Kim Betts – Livin’ the Legacy

| Sande Caplin |

When I saw Kim Betts and The Gamble Creek Band perform at Aces for the first time, I got chills at one point. Dickey Betts’ apple didn’t fall far from the tree. Kim definitely has all the qualities of a great female country music star. The looks. Personality. The voice. The stage presence. It was when they played one of Dickey’s songs that she showed a vulnerable side. While she is a highly trained professional performer – I don’t think it was ‘an act.’ Her eyes looked pretty full of tears at the end of singing this ballad.

Kim and I talked recently about her dad (Dickey Betts of The Allman Brothers and Great Southern), her life as a performer, a mother, wife and a glimpse at her future dreams.

When did you know you wanted to be an actress or singer?

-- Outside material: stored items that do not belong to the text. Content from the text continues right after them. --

//! # REST API Errors
//!
//! Every failure a handler can report. Client errors carry their own
//! message; internal errors carry a fixed per-endpoint message and keep
//! the underlying cause for the server log only.

use axum::http::StatusCode;
use axum::response::{IntoResponse, Response};
use axum::Json;
use thiserror::Error;
use tracing::error;

use crate::store::StoreError;
use crate::validation::ValidationError;

use super::response::ErrorResponse;

/// Result type for REST handlers
pub type RestResult<T> = Result<T, RestError>;

/// REST API errors
#[derive(Debug, Error)]
pub enum RestError {
    // ==================
    // Client Errors (4xx)
    // ==================
    /// A field failed validation
    #[error(transparent)]
    Validation(#[from] ValidationError),

    /// Body is not a JSON object
    #[error("Request body must be a JSON object!")]
    MalformedBody,

    /// A book with this ISBN already exists
    #[error("Book is already in the database!")]
    DuplicateBook,

    /// No book with the requested ISBN
    #[error("Book not found!")]
    BookNotFound,

    /// No route for this path
    #[error("Route not found!")]
    RouteNotFound,

    /// The path exists but not for this method
    #[error("Method not allowed!")]
    MethodNotAllowed,

    // ==================
    // Server Errors (5xx)
    // ==================
    /// The author of a new book could not be stored
    #[error("Failed to create author!")]
    AuthorCreation(#[source] StoreError),

    /// Any other store failure
    #[error("{message}")]
    Internal {
        message: &'static str,
        #[source]
        source: StoreError,
    },
}

impl RestError {
    /// Get HTTP status code for this error
    pub fn status_code(&self) -> StatusCode {
        match self {
            // 400 Bad Request
            RestError::Validation(_) => StatusCode::BAD_REQUEST,
            RestError::MalformedBody => StatusCode::BAD_REQUEST,
            RestError::DuplicateBook => StatusCode::BAD_REQUEST,

            // 404 Not Found
            RestError::BookNotFound => StatusCode::NOT_FOUND,
            RestError::RouteNotFound => StatusCode::NOT_FOUND,

            // 405 Method Not Allowed
            RestError::MethodNotAllowed => StatusCode::METHOD_NOT_ALLOWED,

            // 500 Internal Server Error
            RestError::AuthorCreation(_) => StatusCode::INTERNAL_SERVER_ERROR,
            RestError::Internal { .. } => StatusCode::INTERNAL_SERVER_ERROR,
        }
    }

    /// Wrap a store failure under a fixed client-facing message
    pub fn internal(message: &'static str) -> impl FnOnce(StoreError) -> RestError {
        move |source| RestError::Internal { message, source }
    }

    fn cause(&self) -> Option<&StoreError> {
        match self {
            RestError::AuthorCreation(source) => Some(source),
            RestError::Internal { source, .. } => Some(source),
            _ => None,
        }
    }
}

impl From<&RestError> for ErrorResponse {
    fn from(err: &RestError) -> Self {
        Self {
            error: err.to_string(),
        }
    }
}

impl IntoResponse for RestError {
    fn into_response(self) -> Response {
        let status = self.status_code();
        if let Some(cause) = self.cause() {
            error!(status = status.as_u16(), error = %self, cause = %cause, "request failed");
        }

        (status, Json(ErrorResponse::from(&self))).into_response()
    }
}

#[cfg(test)]
mod tests {
    use super::*;

    #[test]
    fn test_status_codes() {
        assert_eq!(
            RestError::from(ValidationError::MissingTitle).status_code(),
            StatusCode::BAD_REQUEST
        );
        assert_eq!(RestError::DuplicateBook.status_code(), StatusCode::BAD_REQUEST);
        assert_eq!(RestError::BookNotFound.status_code(), StatusCode::NOT_FOUND);
        assert_eq!(
            RestError::MethodNotAllowed.status_code(),
            StatusCode::METHOD_NOT_ALLOWED
        );
        assert_eq!(
            RestError::AuthorCreation(StoreError::Poisoned).status_code(),
            StatusCode::INTERNAL_SERVER_ERROR
        );
    }

    #[test]
    fn test_validation_message_passes_through() {
        let err = RestError::from(ValidationError::IsbnTooLong);
        assert_eq!(err.to_string(), "Invalid ISBN number!");
    }

    #[test]
    fn test_internal_error_hides_cause() {
        let err = RestError::internal("Unexpected error creating book!")(StoreError::Io(
            "disk full".to_string(),
        ));

        let body = ErrorResponse::from(&err);
        assert_eq!(body.error, "Unexpected error creating book!");
        assert!(!body.error.contains("disk full"));
    }
}
//! bookshelf - a small REST service for books and their authors
//!
//! Books reference an author record. Authors are found by name or
//! created on the fly when a book is added, and removed together with
//! their last book.

pub mod cli;
pub mod http_server;
pub mod model;
pub mod rest_api;
pub mod store;
pub mod validation;
//! Field-level checks
//!
//! Each rule looks at a single optional JSON value. JSON `null` is treated
//! the same as an absent field.

use chrono::{DateTime, NaiveDate};
use serde_json::Value;

fn present(value: Option<&Value>) -> Option<&Value> {
    value.filter(|v| !v.is_null())
}

/// Text with at least one character
pub(crate) fn non_empty_text(value: Option<&Value>) -> Option<&str> {
    present(value)
        .and_then(Value::as_str)
        .filter(|s| !s.is_empty())
}

/// Text of any length, or nothing. Values of any other type are dropped.
pub(crate) fn optional_text(value: Option<&Value>) -> Option<String> {
    present(value).and_then(Value::as_str).map(str::to_string)
}

/// A number strictly greater than zero
pub(crate) fn positive_number(value: Option<&Value>) -> Option<f64> {
    present(value)
        .and_then(Value::as_f64)
        .filter(|n| n.is_finite() && *n > 0.0)
}

/// A whole number strictly greater than zero.
///
/// `328.0` is accepted as `328`; `327.5` is not.
pub(crate) fn positive_integer(value: Option<&Value>) -> Option<u32> {
    let n = present(value)?;
    if let Some(n) = n.as_u64() {
        return u32::try_from(n).ok().filter(|n| *n > 0);
    }

    let n = n.as_f64()?;
    if n.fract() != 0.0 || n <= 0.0 || n > f64::from(u32::MAX) {
        return None;
    }
    Some(n as u32)
}

/// Length of values that have one: characters of text, elements of arrays
pub(crate) fn length_of(value: Option<&Value>) -> Option<usize> {
    match present(value)? {
        Value::String(s) => Some(s.chars().count()),
        Value::Array(items) => Some(items.len()),
        _ => None,
    }
}

/// A calendar date, given as `YYYY-MM-DD` or as an RFC 3339 timestamp
pub(crate) fn calendar_date(value: Option<&Value>) -> Option<NaiveDate> {
    let text = present(value)?.as_str()?.trim();

    NaiveDate::parse_from_str(text, "%Y-%m-%d")
        .ok()
        .or_else(|| {
            DateTime::parse_from_rfc3339(text)
                .ok()
                .map(|dt| dt.date_naive())
        })
}

/// Whether a value is set at all. Empty text counts as unset.
pub(crate) fn is_set(value: Option<&Value>) -> bool {
    match present(value) {
        None => false,
        Some(Value::String(s)) => !s.is_empty(),
        Some(_) => true,
    }
}

#[cfg(test)]
mod tests {
    use super::*;
    use serde_json::json;

    #[test]
    fn test_non_empty_text() {
        assert_eq!(non_empty_text(Some(&json!("Dune"))), Some("Dune"));
        assert_eq!(non_empty_text(Some(&json!(""))), None);
        assert_eq!(non_empty_text(Some(&json!(42))), None);
        assert_eq!(non_empty_text(Some(&Value::Null)), None);
        assert_eq!(non_empty_text(None), None);
    }

    #[test]
    fn test_positive_number() {
        assert_eq!(positive_number(Some(&json!(13))), Some(13.0));
        assert_eq!(positive_number(Some(&json!(0.5))), Some(0.5));
        assert_eq!(positive_number(Some(&json!(0))), None);
        assert_eq!(positive_number(Some(&json!(-2))), None);
        assert_eq!(positive_number(Some(&json!("13"))), None);
    }

    #[test]
    fn test_positive_integer() {
        assert_eq!(positive_integer(Some(&json!(328))), Some(328));
        assert_eq!(positive_integer(Some(&json!(328.0))), Some(328));
        assert_eq!(positive_integer(Some(&json!(327.5))), None);
        assert_eq!(positive_integer(Some(&json!(0))), None);
        assert_eq!(positive_integer(Some(&json!(-1))), None);
        assert_eq!(positive_integer(Some(&json!("328"))), None);
    }

    #[test]
    fn test_length_of() {
        assert_eq!(length_of(Some(&json!("çà"))), Some(2));
        assert_eq!(length_of(Some(&json!([1, 2, 3]))), Some(3));
        assert_eq!(length_of(Some(&json!(12345))), None);
        assert_eq!(length_of(None), None);
    }

    #[test]
    fn test_calendar_date() {
        let expected = NaiveDate::from_ymd_opt(1903, 6, 25);
        assert_eq!(calendar_date(Some(&json!("1903-06-25"))), expected);
        assert_eq!(
            calendar_date(Some(&json!("1903-06-25T10:00:00Z"))),
            expected
        );
        assert_eq!(calendar_date(Some(&json!("1903-13-01"))), None);
        assert_eq!(calendar_date(Some(&json!("yesterday"))), None);
        assert_eq!(calendar_date(Some(&json!(19030625))), None);
    }

    #[test]
    fn test_is_set() {
        assert!(is_set(Some(&json!("Peru"))));
        assert!(is_set(Some(&json!(7))));
        assert!(!is_set(Some(&json!(""))));
        assert!(!is_set(Some(&Value::Null)));
        assert!(!is_set(None));
    }
}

I’ve sang and danced and acted for as long as I can remember. When someone would say ‘sing a song,’ I’d be the first to jump up on a chair and sing. When I was a little older my friends and I would put on plays in the living room, then later we opened up the garage for the neighbors to witness our productions. We’d hand out flyers we made with crayons; Mom would hang a sheet from my jump rope…and people actually showed up!

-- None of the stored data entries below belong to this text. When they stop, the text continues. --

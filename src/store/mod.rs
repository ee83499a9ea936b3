//! # Document Store
//!
//! The persistence gateway. A [`DocumentStore`] holds named collections
//! of JSON objects addressed by [`Filter`]s; [`LibraryGateway`] maps books
//! and authors onto it.
//!
//! # Connection strings
//!
//! - `memory://<name>` - in-process, nothing survives a restart
//! - `file://<path>` - JSON snapshot file, created if missing

mod backend;
mod collection;
mod errors;
mod file;
mod filter;
mod gateway;
mod memory;
mod update;

use std::sync::Arc;

pub use backend::{DocumentStore, StoreHandle};
pub use collection::{Collections, ID_FIELD};
pub use errors::{StoreError, StoreResult};
pub use file::FileStore;
pub use filter::{Filter, FilterExpr, FilterOperator};
pub use gateway::{LibraryGateway, AUTHORS, BOOKS};
pub use memory::MemoryStore;
pub use update::Update;

/// Open the store named by `uri`
pub async fn connect(uri: &str) -> StoreResult<StoreHandle> {
    let Some((scheme, location)) = uri.split_once("://") else {
        return Err(StoreError::UnsupportedScheme(uri.to_string()));
    };

    match scheme {
        "memory" => Ok(Arc::new(MemoryStore::new(location))),
        "file" => {
            if location.is_empty() {
                return Err(StoreError::Connection(
                    "file store needs a path, e.g. file://./bookshelf.json".to_string(),
                ));
            }
            Ok(Arc::new(FileStore::open(location).await?))
        }
        other => Err(StoreError::UnsupportedScheme(other.to_string())),
    }
}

Mom always sang around the house and encouraged me to sing.

What can you tell me about your dad? What’s he doing these days?

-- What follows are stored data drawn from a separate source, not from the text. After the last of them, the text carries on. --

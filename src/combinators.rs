//! Aggregate promises: `all`, `race`, `first`, `sequence`, and the `then_*`
//! sugar that runs a combinator over a collection produced by a continuation.
//!
//! Everything here is built on the public contract of [`crate::promise`];
//! no combinator reaches into promise internals.

use std::collections::VecDeque;
use std::sync::{Arc, Mutex};

use crate::error::{fault, Cause, CombinatorError};
use crate::promise::{Deferred, Promise};

/// A lazily-invoked step that yields a promise when asked.
///
/// `first` and `sequence` take producers rather than promises so that work
/// only starts when its turn comes.
pub type Producer<T> = Box<dyn FnOnce() -> Promise<T> + Send>;

struct AllState<T> {
    results: Vec<Option<T>>,
    progress: Vec<f32>,
    remaining: usize,
    done: bool,
}

struct RaceState {
    progress: Vec<f32>,
    done: bool,
}

impl<T: Clone + Send + 'static> Promise<T> {
    /// Resolves when every input has resolved, with the results in input
    /// order. Rejects as soon as any input rejects, forwarding that cause;
    /// settlements arriving after that are discarded. Progress is the mean
    /// of the latest per-input progress. An empty input resolves immediately
    /// to an empty `Vec`.
    ///
    /// # Examples
    ///
    /// ```
    /// use promise_kit::Promise;
    ///
    /// let (a, pa) = Promise::<i32>::create();
    /// let (b, pb) = Promise::<i32>::create();
    /// let both = Promise::all([pa, pb]);
    /// b.resolve(2).unwrap();
    /// a.resolve(1).unwrap();
    /// assert_eq!(both.value(), Some(vec![1, 2]));
    /// ```
    pub fn all(promises: impl IntoIterator<Item = Promise<T>>) -> Promise<Vec<T>> {
        let promises: Vec<Promise<T>> = promises.into_iter().collect();
        if promises.is_empty() {
            return Promise::resolved(Vec::new());
        }
        let count = promises.len();
        let (deferred, aggregate) = Promise::create();
        let state = Arc::new(Mutex::new(AllState {
            results: (0..count).map(|_| None).collect(),
            progress: vec![0.0; count],
            remaining: count,
            done: false,
        }));
        for (index, promise) in promises.into_iter().enumerate() {
            let progress_state = state.clone();
            let progress_deferred = deferred.clone();
            promise.progress(move |amount| {
                let mean = {
                    let mut s = progress_state.lock().unwrap();
                    if s.done {
                        None
                    } else {
                        s.progress[index] = amount;
                        Some(s.progress.iter().sum::<f32>() / count as f32)
                    }
                };
                if let Some(mean) = mean {
                    let _ = progress_deferred.report_progress(mean);
                }
                Ok(())
            });
            let resolve_state = state.clone();
            let resolve_deferred = deferred.clone();
            let reject_state = state.clone();
            let reject_deferred = deferred.clone();
            promise
                .then(move |value| {
                    let completed = {
                        let mut s = resolve_state.lock().unwrap();
                        if s.done {
                            None
                        } else {
                            s.results[index] = Some(value);
                            s.remaining -= 1;
                            if s.remaining == 0 {
                                s.done = true;
                                Some(
                                    s.results
                                        .iter_mut()
                                        .filter_map(|slot| slot.take())
                                        .collect::<Vec<T>>(),
                                )
                            } else {
                                None
                            }
                        }
                    };
                    if let Some(values) = completed {
                        let _ = resolve_deferred.resolve(values);
                    }
                    Ok(())
                })
                .catch(move |cause| {
                    let first = {
                        let mut s = reject_state.lock().unwrap();
                        !std::mem::replace(&mut s.done, true)
                    };
                    if first {
                        let _ = reject_deferred.reject(cause);
                    }
                    Ok(())
                });
        }
        aggregate
    }

    /// Settles with whichever input settles first, resolution or rejection
    /// alike; every later settlement is observed but discarded. Progress is
    /// the per-input maximum. An empty input is a usage error returned
    /// eagerly, not a silently-resolved promise.
    pub fn race(
        promises: impl IntoIterator<Item = Promise<T>>,
    ) -> Result<Promise<T>, CombinatorError> {
        let promises: Vec<Promise<T>> = promises.into_iter().collect();
        if promises.is_empty() {
            return Err(CombinatorError::EmptyRace);
        }
        let count = promises.len();
        let (deferred, aggregate) = Promise::create();
        let state = Arc::new(Mutex::new(RaceState {
            progress: vec![0.0; count],
            done: false,
        }));
        for (index, promise) in promises.into_iter().enumerate() {
            let progress_state = state.clone();
            let progress_deferred = deferred.clone();
            promise.progress(move |amount| {
                let peak = {
                    let mut s = progress_state.lock().unwrap();
                    if s.done {
                        None
                    } else {
                        s.progress[index] = amount;
                        Some(s.progress.iter().fold(0.0f32, |best, &p| best.max(p)))
                    }
                };
                if let Some(peak) = peak {
                    let _ = progress_deferred.report_progress(peak);
                }
                Ok(())
            });
            let resolve_state = state.clone();
            let resolve_deferred = deferred.clone();
            let reject_state = state.clone();
            let reject_deferred = deferred.clone();
            promise
                .then(move |value| {
                    if claim(&resolve_state) {
                        let _ = resolve_deferred.resolve(value);
                    }
                    Ok(())
                })
                .catch(move |cause| {
                    if claim(&reject_state) {
                        let _ = reject_deferred.reject(cause);
                    }
                    Ok(())
                });
        }
        Ok(aggregate)
    }

    /// Tries `producers` in order, invoking each lazily: a rejection moves on
    /// to the next producer, the first resolution wins, and if every producer
    /// rejects the aggregate carries the last cause. Progress of attempt *i*
    /// fills the band `[i/n, (i+1)/n]`.
    pub fn first(producers: Vec<Producer<T>>) -> Result<Promise<T>, CombinatorError> {
        if producers.is_empty() {
            return Err(CombinatorError::EmptyFirst);
        }
        let total = producers.len();
        let (deferred, aggregate) = Promise::create();
        attempt_next(producers.into(), 0, total, deferred, None);
        Ok(aggregate)
    }

    /// Runs the continuation's collection through [`Promise::all`].
    pub fn then_all<U: Clone + Send + 'static>(
        &self,
        f: impl FnOnce(T) -> Vec<Promise<U>> + Send + 'static,
    ) -> Promise<Vec<U>> {
        self.and_then(move |value| Promise::all(f(value)))
    }

    /// Runs the continuation's collection through [`Promise::race`]. An
    /// empty collection rejects the dependent with the usage cause, since
    /// inside a continuation there is no caller left to fail fast to.
    pub fn then_race<U: Clone + Send + 'static>(
        &self,
        f: impl FnOnce(T) -> Vec<Promise<U>> + Send + 'static,
    ) -> Promise<U> {
        self.and_then(move |value| match Promise::race(f(value)) {
            Ok(aggregate) => aggregate,
            Err(usage) => Promise::rejected(Arc::new(usage)),
        })
    }

    /// Runs the continuation's producers through [`Promise::sequence`].
    pub fn then_sequence(
        &self,
        f: impl FnOnce(T) -> Vec<Producer<()>> + Send + 'static,
    ) -> Promise<()> {
        self.and_then(move |value| Promise::sequence(f(value)))
    }
}

impl Promise<()> {
    /// Chains `producers` so each step starts only after the previous one
    /// resolved. The first rejection aborts the remaining steps and carries
    /// that cause. Step *i*'s own progress fills the band `[i/n, (i+1)/n]`.
    /// An empty input resolves immediately.
    pub fn sequence(producers: Vec<Producer<()>>) -> Promise<()> {
        if producers.is_empty() {
            return Promise::resolved(());
        }
        let total = producers.len();
        let (deferred, aggregate) = Promise::create();
        run_step(producers.into(), 0, total, deferred);
        aggregate
    }
}

/// Marks the aggregate settled; `true` for whichever settlement got there
/// first.
fn claim(state: &Arc<Mutex<RaceState>>) -> bool {
    let mut s = state.lock().unwrap();
    !std::mem::replace(&mut s.done, true)
}

fn attempt_next<T: Clone + Send + 'static>(
    mut queue: VecDeque<Producer<T>>,
    index: usize,
    total: usize,
    deferred: Deferred<T>,
    last_cause: Option<Cause>,
) {
    let Some(producer) = queue.pop_front() else {
        let cause = last_cause.unwrap_or_else(|| fault("no producer resolved"));
        let _ = deferred.reject(cause);
        return;
    };
    let attempt = producer();
    let progress_deferred = deferred.clone();
    attempt.progress(move |amount| {
        let overall = (index as f32 + amount) / total as f32;
        let _ = progress_deferred.report_progress(overall);
        Ok(())
    });
    let resolve_deferred = deferred.clone();
    attempt
        .then(move |value| {
            let _ = resolve_deferred.resolve(value);
            Ok(())
        })
        .catch(move |cause| {
            attempt_next(queue, index + 1, total, deferred, Some(cause));
            Ok(())
        });
}

fn run_step(mut queue: VecDeque<Producer<()>>, index: usize, total: usize, deferred: Deferred<()>) {
    let Some(producer) = queue.pop_front() else {
        let _ = deferred.resolve(());
        return;
    };
    let step = producer();
    let progress_deferred = deferred.clone();
    step.progress(move |amount| {
        let overall = (index as f32 + amount) / total as f32;
        let _ = progress_deferred.report_progress(overall);
        Ok(())
    });
    let step_done = deferred.clone();
    step.then(move |()| {
        let _ = step_done.report_progress((index + 1) as f32 / total as f32);
        run_step(queue, index + 1, total, step_done);
        Ok(())
    })
    .catch(move |cause| {
        let _ = deferred.reject(cause);
        Ok(())
    });
}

Dad and I reconnected when I was 22 and it was an instant friendship. I remember he and his wife coming to my performance of Singing in the Rain at the Manatee Players. He said, ‘Jeeze, Kimberly, you must be getting paid really well for all that work…’ His jaw dropped when I told him I did it for free.

He helped me put The Gamble Creek Band together; finding the right talent, teaching me what to do and look for in a group. I also went on the road with him when he was touring in the 90’s. It was fascinating to learn the music industry – before that I’d just been involved mostly in acting and singing. Dad got me up singing with Great Southern. Mom discouraged me from pursuing the music industry…guess you could say she had a bad taste in her mouth from it all.

Dad is retired today. And from a daughter’s perspective, that’s a great thing. Spending more time with family. And he’s golfing a lot. I can say that he is an amazing golfer and he’s pretty amazing at whatever he attempts. I’ve seen it with golf. Bow hunting. His music, of course. He’s very focused and driven. I get that from him.

Sugarland Tribute

What did you do before you started The Gamble Creek Band?

I worked in San Francisco as a commercial model and did some voice overs… I did a lot of stage acting and loved it. I was an actor first, then a vocalist and a dancer. I worked 10 years in California and enjoyed myself a lot. I always had a job. But I think in the arts you don’t do it for anything but the art. Everyone knows most of us don’t get rich doing it. But we can’t not do it. It’s part of your soul.

I took a lot of classes. Got a degree in musical theatre. Then I got married and had kids and followed my husband around in his job. I got a day job as a sales manager for the Hilton and did theatre at night.

How are you juggling motherhood and the bands?

It’s not easy, but just like any other working mom, you somehow make it work. I have an amazing husband. So very supportive. He does sound for us. And I’m lucky that when I have to leave at night, I at least am leaving for a job I love to do. But I do miss making dinner,  helping with homework…

My son (Grant Tyler) is 16 and plays in my band. He can play anything with strings – from guitar to piano. Nicole is 11 and she dances. I can see her love for being in front of an audience. I think she’ll be an actor or singer. I’m teaching her harmony and breath stuff. When she gets old enough we’ll have her rockin’ and rollin.’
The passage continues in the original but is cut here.